Its Phase III clinical trial, dubbed the Expedition 3, had over 2,100 patients clinically diagnosed with mild dementia due to Alzheimer's.  The said trial was launched back in 2013.

Prior to this, they did two original 18-month studies that finished in 2012. In each trial, its Alzheimer's drug solanezumab did not succeed in slowing down cognitive decline or loss of abilities of daily living in 1,000 patients with mild to moderate disease.

But according to researchers, the combined data for just the mildly affected patients suggested solanezumab caused significant slowdowns of 34 percent in mental decline and 18 percent in loss of functional abilities, compared with those taking a placebo, Fortune reports.
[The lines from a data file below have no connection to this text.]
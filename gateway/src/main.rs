use std::sync::Arc;

use tokio::net::TcpListener;
use tracing_subscriber::{layer::SubscriberExt, util::SubscriberInitExt, EnvFilter};

use infergrid_gateway::{build_app, AppState, Config};

#[tokio::main]
async fn main() -> Result<(), Box<dyn std::error::Error>> {
    // Load configuration
    let config = Config::from_env()?;

    // Initialize tracing
    tracing_subscriber::registry()
        .with(
            EnvFilter::try_from_default_env().unwrap_or_else(|_| EnvFilter::new(&config.log_level)),
        )
        .with(tracing_subscriber::fmt::layer())
        .init();

    tracing::info!("Starting infergrid gateway");

    let state = Arc::new(AppState::new(config));

    // Optional: register a colocated runtime as a local node.
    if state.config.local_node_enabled {
        state.register_local_node().await;
    }

    let app = build_app(state.clone());

    // Start server
    let addr = format!("{}:{}", state.config.host, state.config.port);
    tracing::info!("Listening on {}", addr);

    let listener = TcpListener::bind(&addr).await?;
    axum::serve(listener, app).await?;

    Ok(())
}
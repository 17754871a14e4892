use axum::Json;
use serde::Serialize;

#[derive(Serialize)]
pub struct HealthResponse {
    status: &'static str,
    version: &'static str,
}

/// GET /health
pub async fn health() -> Json<HealthResponse> {
    Json(HealthResponse {
        status: "ok",
        version: env!("CARGO_PKG_VERSION"),
    })
}
//! HTTP front door and admin surface.
//!
//! These routes are thin clients of the dispatch core: they decode
//! OpenAI-style bodies, call the dispatcher, and shape responses.

pub mod admin;
pub mod chat;
pub mod embeddings;
pub mod health;
pub mod models;
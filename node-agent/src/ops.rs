//! Execution of relay ops against the local runtime.

use serde::Deserialize;
use serde_json::json;

use infergrid_common::protocol::ops;
use infergrid_common::{ChatMessage, ReqFrame, ResFrame};

use crate::runtime::LocalRuntime;

/// Payload of a `chat` op.
#[derive(Debug, Deserialize)]
pub struct ChatPayload {
    pub model: String,
    #[serde(default)]
    pub messages: Vec<ChatMessage>,
}

/// Payload of an `embeddings` op.
#[derive(Debug, Deserialize)]
pub struct EmbeddingsPayload {
    pub model: String,
    #[serde(default)]
    pub input: String,
}

/// Answer one request frame with exactly one response frame.
///
/// Every failure - unknown op, malformed payload, runtime error - becomes
/// an `ok:false` frame. Nothing here may take down the receive loop: a
/// crash would orphan every other request in flight on the connection.
pub async fn execute_op(runtime: &LocalRuntime, req: ReqFrame) -> ResFrame {
    match req.op.as_str() {
        ops::CHAT => {
            let payload: ChatPayload = match serde_json::from_value(req.payload) {
                Ok(payload) => payload,
                Err(e) => return ResFrame::failure(req.id, format!("bad chat payload: {}", e)),
            };
            match runtime.chat(&payload.model, &payload.messages).await {
                Ok(content) => ResFrame::success(req.id, json!({"content": content})),
                Err(e) => ResFrame::failure(req.id, e.to_string()),
            }
        }

        ops::EMBEDDINGS => {
            let payload: EmbeddingsPayload = match serde_json::from_value(req.payload) {
                Ok(payload) => payload,
                Err(e) => {
                    return ResFrame::failure(req.id, format!("bad embeddings payload: {}", e))
                }
            };
            match runtime.embeddings(&payload.model, &payload.input).await {
                Ok(embedding) => ResFrame::success(req.id, json!({"embedding": embedding})),
                Err(e) => ResFrame::failure(req.id, e.to_string()),
            }
        }

        ops::MODELS => {
            let models = runtime.list_models().await;
            let data: Vec<_> = models
                .into_iter()
                .map(|id| json!({"id": id, "object": "model"}))
                .collect();
            ResFrame::success(req.id, json!({"object": "list", "data": data}))
        }

        other => ResFrame::failure(req.id, format!("unknown op: {}", other)),
    }
}
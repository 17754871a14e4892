//! OpenAI-compatible /v1/models endpoint.

use std::sync::Arc;

use axum::{
    extract::State,
    http::HeaderMap,
    response::{IntoResponse, Response},
    routing::get,
    Json, Router,
};
use serde_json::Value;

use crate::auth;
use crate::AppState;

/// GET /v1/models - Best-effort model listing from one healthy node.
async fn list_models(
    State(state): State<Arc<AppState>>,
    headers: HeaderMap,
) -> Result<Json<Value>, Response> {
    auth::require_api_key(&headers, &state.config.api_key_list())
        .map_err(|e| e.into_response())?;

    Ok(Json(state.dispatcher.models().await))
}

pub fn router(state: Arc<AppState>) -> Router {
    Router::new()
        .route("/v1/models", get(list_models))
        .with_state(state)
}
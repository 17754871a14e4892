//! Relay wire protocol between nodes and the gateway.
//!
//! This module defines the JSON frame format exchanged over the relay
//! WebSocket. Each frame has a `type` field that determines its structure.
//!
//! # Protocol Overview
//!
//! 1. Node connects to `/relay/connect?token=<enrollment token>`
//! 2. Missing/invalid tokens close the connection before any frame exchange
//!    (see the close-code constants below)
//! 3. Node sends `hello` advertising its models and capacity
//! 4. Gateway replies with `hello_ack` carrying the (possibly
//!    server-assigned) node id
//! 5. Gateway sends `req` frames; the node answers each with exactly one
//!    `res` frame carrying the same `id`
//!
//! Requests are correlated purely by `id`; responses may arrive in any
//! order. A streaming chat variant may emit `delta` frames followed by
//! `done` instead of a single `res` - the request/response hub does not
//! consume those, they exist for out-of-band readers.

use std::collections::HashMap;

use serde::{Deserialize, Serialize};
use serde_json::Value;

/// Protocol version constant.
pub const PROTOCOL_VERSION: u32 = 1;

/// Close code: first frame was not a well-formed `hello`.
pub const CLOSE_PROTOCOL_ERROR: u16 = 4400;
/// Close code: no enrollment token supplied.
pub const CLOSE_MISSING_TOKEN: u16 = 4401;
/// Close code: enrollment token invalid or expired.
pub const CLOSE_INVALID_TOKEN: u16 = 4403;

/// Operation names a node is expected to serve.
pub mod ops {
    pub const CHAT: &str = "chat";
    pub const EMBEDDINGS: &str = "embeddings";
    pub const MODELS: &str = "models";
}

/// Frames sent from node to gateway.
#[derive(Debug, Clone, Serialize, Deserialize)]
#[serde(tag = "type", rename_all = "snake_case")]
pub enum NodeFrame {
    /// Attach request, sent once after connecting.
    Hello(Hello),
    /// Result of a dispatched call.
    Res(ResFrame),
    /// Streaming partial (extension).
    Delta { id: String, content: String },
    /// Streaming end (extension).
    Done { id: String },
}

/// Frames sent from gateway to node.
#[derive(Debug, Clone, Serialize, Deserialize)]
#[serde(tag = "type", rename_all = "snake_case")]
pub enum GatewayFrame {
    /// Attach confirmed; `node_id` is authoritative from here on.
    HelloAck { node_id: String },
    /// Dispatch call the node must answer with a matching `res`.
    Req(ReqFrame),
}

/// Attach payload advertising what a node can serve.
#[derive(Debug, Clone, Serialize, Deserialize)]
pub struct Hello {
    /// Stable node identifier; the gateway assigns one when omitted.
    #[serde(default)]
    pub node_id: Option<String>,
    /// Capability tags for routing.
    #[serde(default)]
    pub tags: Vec<String>,
    /// Models the node claims to serve.
    #[serde(default)]
    pub models: Vec<String>,
    /// Concurrent-request capacity hint.
    #[serde(default = "default_capacity")]
    pub capacity: u32,
    /// Open provenance map (e.g. platform).
    #[serde(default)]
    pub meta: HashMap<String, String>,
}

fn default_capacity() -> u32 {
    1
}

/// A correlated request frame.
#[derive(Debug, Clone, Serialize, Deserialize)]
pub struct ReqFrame {
    pub id: String,
    /// One of [`ops`]; unknown values are answered with `ok:false`.
    pub op: String,
    #[serde(default)]
    pub payload: Value,
}

/// The single reply to a [`ReqFrame`] with the same `id`.
#[derive(Debug, Clone, Serialize, Deserialize)]
pub struct ResFrame {
    pub id: String,
    pub ok: bool,
    #[serde(default, skip_serializing_if = "Option::is_none")]
    pub data: Option<Value>,
    #[serde(default, skip_serializing_if = "Option::is_none")]
    pub error: Option<String>,
}

impl ResFrame {
    /// Build a successful reply.
    pub fn success(id: impl Into<String>, data: Value) -> Self {
        Self {
            id: id.into(),
            ok: true,
            data: Some(data),
            error: None,
        }
    }

    /// Build a failed reply carrying an error message.
    pub fn failure(id: impl Into<String>, error: impl Into<String>) -> Self {
        Self {
            id: id.into(),
            ok: false,
            data: None,
            error: Some(error.into()),
        }
    }
}

#[cfg(test)]
mod tests {
    use super::*;
    use serde_json::json;

    #[test]
    fn test_hello_serialization() {
        let msg = NodeFrame::Hello(Hello {
            node_id: Some("node-1".to_string()),
            tags: vec!["gpu".to_string()],
            models: vec!["llama3".to_string()],
            capacity: 2,
            meta: HashMap::new(),
        });
        let json = serde_json::to_string(&msg).unwrap();
        assert!(json.contains(r#""type":"hello""#));
        assert!(json.contains(r#""node_id":"node-1""#));
    }

    #[test]
    fn test_hello_defaults() {
        let frame: NodeFrame = serde_json::from_str(r#"{"type":"hello"}"#).unwrap();
        match frame {
            NodeFrame::Hello(h) => {
                assert!(h.node_id.is_none());
                assert!(h.tags.is_empty());
                assert!(h.models.is_empty());
                assert_eq!(h.capacity, 1);
            }
            _ => panic!("Expected hello frame"),
        }
    }

    #[test]
    fn test_req_roundtrip() {
        let msg = GatewayFrame::Req(ReqFrame {
            id: "req-1".to_string(),
            op: ops::CHAT.to_string(),
            payload: json!({"model": "llama3"}),
        });
        let json = serde_json::to_string(&msg).unwrap();
        assert!(json.contains(r#""type":"req""#));

        let parsed: GatewayFrame = serde_json::from_str(&json).unwrap();
        match parsed {
            GatewayFrame::Req(req) => {
                assert_eq!(req.id, "req-1");
                assert_eq!(req.op, "chat");
                assert_eq!(req.payload["model"], "llama3");
            }
            _ => panic!("Expected req frame"),
        }
    }

    #[test]
    fn test_res_success_omits_error() {
        let res = ResFrame::success("req-1", json!({"content": "hi"}));
        let json = serde_json::to_string(&NodeFrame::Res(res)).unwrap();
        assert!(json.contains(r#""ok":true"#));
        assert!(!json.contains("error"));
    }

    #[test]
    fn test_res_failure_carries_message() {
        let res = ResFrame::failure("req-2", "unknown op: tokenize");
        assert!(!res.ok);
        assert_eq!(res.error.as_deref(), Some("unknown op: tokenize"));
        assert!(res.data.is_none());
    }

    #[test]
    fn test_hello_ack_serialization() {
        let msg = GatewayFrame::HelloAck {
            node_id: "node-1".to_string(),
        };
        let json = serde_json::to_string(&msg).unwrap();
        assert!(json.contains(r#""type":"hello_ack""#));
    }

    #[test]
    fn test_streaming_frames_parse() {
        let delta: NodeFrame =
            serde_json::from_str(r#"{"type":"delta","id":"r","content":"tok"}"#).unwrap();
        assert!(matches!(delta, NodeFrame::Delta { .. }));

        let done: NodeFrame = serde_json::from_str(r#"{"type":"done","id":"r"}"#).unwrap();
        assert!(matches!(done, NodeFrame::Done { .. }));
    }
}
In an article by CNN, Lilly's Chairman, President, and CEO John C. Lechleiter said in a statement that the company was "disappointed for the millions of people waiting for a potential disease-modifying treatment for Alzheimer's disease." Lechleiter also added that the results would be assessed to determine the effect on other potential Alzheimer's drugs the company is working on. The company, however, would no longer pursue U.S. approval of the drug for mild dementia.

The most common form of dementia, Alzheimer's disease accounts for 60 to 80 percent of dementia cases. The disease wreaks havoc on a person's memory and other cognitive and intellectual abilities. A report by Alzheimer's Disease International states that at least 47 million people with dementia are living in the world today, going further as to predict that it will double every 20 years, reaching 131 million people in 2050.